THE STATE BANK, which could help take on mortgages in cases where homeowners qualify for making payments, passed the House and is under consideration by the Senate. Ka`u Rep. Bob Herkes sees it as a way to keep money in the state and people in their houses, particularly those whom he sees as victims of unfair banking practices that helped create the recent countrywide recession. North Dakota has such a bank, which was founded by farmers to help their local economies. Private banks oppose the measure. Another measure to help homeowners would set up a state Housing Finance and Development Corp. program to purchasse mortgages in trouble, Civil Beat reports.

BIODIESEL JOBS are being offered by Pacific Biodiesel during a job fair at its Kea`au plant in the Shipman Industrial Park on Saturday, March 24 from 8:30 a.m. until noon.
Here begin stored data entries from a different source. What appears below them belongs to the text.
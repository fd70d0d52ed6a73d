//! WebSocket transport to the assistant service.
//!
//! [`connect`] spawns one task that owns the socket. The session talks to it through
//! [`WsSink`] (fire-and-forget, never blocks) and receives [`TransportEvent`]s in order:
//! `Open`, then any number of `Message`/`Error`, then exactly one `Closed`.
//! No reconnection is attempted.

use futures_util::{SinkExt, StreamExt};
use thiserror::Error;
use tokio::sync::mpsc;
use tokio_tungstenite::tungstenite::{self, Message};

#[derive(Debug, Error)]
pub enum TransportError {
    #[error("connecting to {url}: {source}")]
    Connect {
        url: String,
        #[source]
        source: tungstenite::Error,
    },

    #[error("connection closed")]
    Closed,
}

/// Notifications from the connection task.
#[derive(Debug, Clone, PartialEq, Eq)]
pub enum TransportEvent {
    Open,
    /// One inbound frame as UTF-8 text.
    Message(String),
    Error(String),
    Closed,
}

/// Outbound half of a connection as seen by the session.
pub trait Outbound {
    /// Queue `text` for transmission. Errors only when the connection is gone.
    fn send(&self, text: &str) -> Result<(), TransportError>;
    /// Ask the connection to close.
    fn close(&self);
}

#[derive(Debug)]
enum Outgoing {
    Text(String),
    Close,
}

/// Handle for queueing frames to the connection task.
#[derive(Debug, Clone)]
pub struct WsSink {
    tx: mpsc::UnboundedSender<Outgoing>,
}

impl Outbound for WsSink {
    fn send(&self, text: &str) -> Result<(), TransportError> {
        self.tx
            .send(Outgoing::Text(text.to_string()))
            .map_err(|_| TransportError::Closed)
    }

    fn close(&self) {
        let _ = self.tx.send(Outgoing::Close);
    }
}

/// Start connecting to `url`. Must be called inside a tokio runtime.
pub fn connect(url: impl Into<String>) -> (WsSink, mpsc::UnboundedReceiver<TransportEvent>) {
    let (out_tx, out_rx) = mpsc::unbounded_channel();
    let (ev_tx, ev_rx) = mpsc::unbounded_channel();
    tokio::spawn(run_connection(url.into(), out_rx, ev_tx));
    (WsSink { tx: out_tx }, ev_rx)
}

async fn run_connection(
    url: String,
    mut outgoing: mpsc::UnboundedReceiver<Outgoing>,
    events: mpsc::UnboundedSender<TransportEvent>,
) {
    let connected = tokio_tungstenite::connect_async(url.as_str()).await;
    let ws = match connected {
        Ok((ws, _)) => ws,
        Err(source) => {
            let err = TransportError::Connect { url, source };
            log::warn!("{}", err);
            let _ = events.send(TransportEvent::Error(err.to_string()));
            let _ = events.send(TransportEvent::Closed);
            return;
        }
    };
    log::info!("connected to {}", url);
    if events.send(TransportEvent::Open).is_err() {
        return;
    }

    let (mut write, mut read) = ws.split();
    loop {
        tokio::select! {
            out = outgoing.recv() => match out {
                Some(Outgoing::Text(text)) => {
                    if let Err(e) = write.send(Message::Text(text)).await {
                        log::warn!("send to {} failed: {}", url, e);
                        let _ = events.send(TransportEvent::Error(e.to_string()));
                        break;
                    }
                }
                Some(Outgoing::Close) | None => {
                    let _ = write.send(Message::Close(None)).await;
                    break;
                }
            },
            msg = read.next() => match msg {
                Some(Ok(Message::Text(text))) => {
                    let _ = events.send(TransportEvent::Message(text));
                }
                Some(Ok(Message::Binary(bytes))) => match String::from_utf8(bytes) {
                    Ok(text) => {
                        let _ = events.send(TransportEvent::Message(text));
                    }
                    Err(_) => log::debug!("dropping non-UTF-8 binary frame from {}", url),
                },
                Some(Ok(Message::Close(_))) | None => break,
                Some(Ok(_)) => {}
                Some(Err(e)) => {
                    log::warn!("read from {} failed: {}", url, e);
                    let _ = events.send(TransportEvent::Error(e.to_string()));
                    break;
                }
            },
        }
    }
    log::debug!("connection to {} finished", url);
    let _ = events.send(TransportEvent::Closed);
}

#[cfg(test)]
mod tests {
    use super::*;

    #[test]
    fn sink_reports_closed_once_the_task_is_gone() {
        let (tx, rx) = mpsc::unbounded_channel();
        let sink = WsSink { tx };
        assert!(sink.send("queued").is_ok());
        drop(rx);
        assert!(matches!(sink.send("lost"), Err(TransportError::Closed)));
        sink.close();
    }

    #[tokio::test]
    async fn refused_connection_reports_error_then_closed() {
        let port = {
            let listener = std::net::TcpListener::bind("127.0.0.1:0").expect("bind");
            listener.local_addr().expect("addr").port()
        };
        let (_sink, mut events) = connect(format!("ws://127.0.0.1:{}/ws", port));
        assert!(matches!(events.recv().await, Some(TransportEvent::Error(_))));
        assert_eq!(events.recv().await, Some(TransportEvent::Closed));
        assert_eq!(events.recv().await, None);
    }
}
The company is looking for a facilities manager, plant operators, shift managers, shipping and receiving agents and an administrative assistant. 
Singer and songwriter Jack Johnson supports the
sustainability model of Pacific Biodiesel founders
Kelly and Bob King. Photo from Pacific Biodiesel
      Pacific Biodiesel received the Green Jobs award last year and was voted one of the best places to work by Hawai`i Business Magazine. It promotes small-scale renewable energy development. The job fair is co-sponsored by Hawai`i Community College, Workforce Hawai`i and the Hawai`i Economic Development Board. The new biodiesel plant is expected to produce five million gallons a year. 

OVER $4,000 WAS RAISED for scholarships at Ka`u Hospital Charitable Foundation’s auction and rummage sale this month. Any resident of Ka`u enrolled in health or medical education classes may be eligible. Applications can be downloaded at www.facebook.com/kauhospital?sk=notes. Board members express their gratitude for all the hard work and support from members of the Ka`u community who made this event a success, said the event organizer Ursula D'Angelo.

HELP FROM THE Hawai`i Small Business Development Center is available to Ka`u residents who are starting or running small businesses. The organization provides business consulting, business-related research, workshops and training. It works with pre-venture exploration of business ideas, start-up operations and existing businesses. 
      Senior business consultant Hazel Beck recently held a free workshop in Na`alehu and will hold another on April 19 at Yano Hall in Captain Cook. To sign up, contact Jane Horike at 961-8496 or jhorike@co.hawaii.hi.us.
      To request counseling services, visit www.hisbdc.org.

MAYOR BILLY KENOI and directors of county departments meet with Ka`u residents tomorrow from 6 p.m. to 8 p.m. at Na`alehu Elementary School. The talk story is hosted by Hawaiian Civic Club of Ka`u and Ka`u Rural Health Community Association.

KA`U COFFEE FESTIVAL meeting takes place Tuesday at 5 p.m. at Pahala Community Center leading up the festival on May 12 and an education day on May 13. Members of the public who would like to help the farmers promote their award-winning coffee and put on the event to thank the community for their support can join in.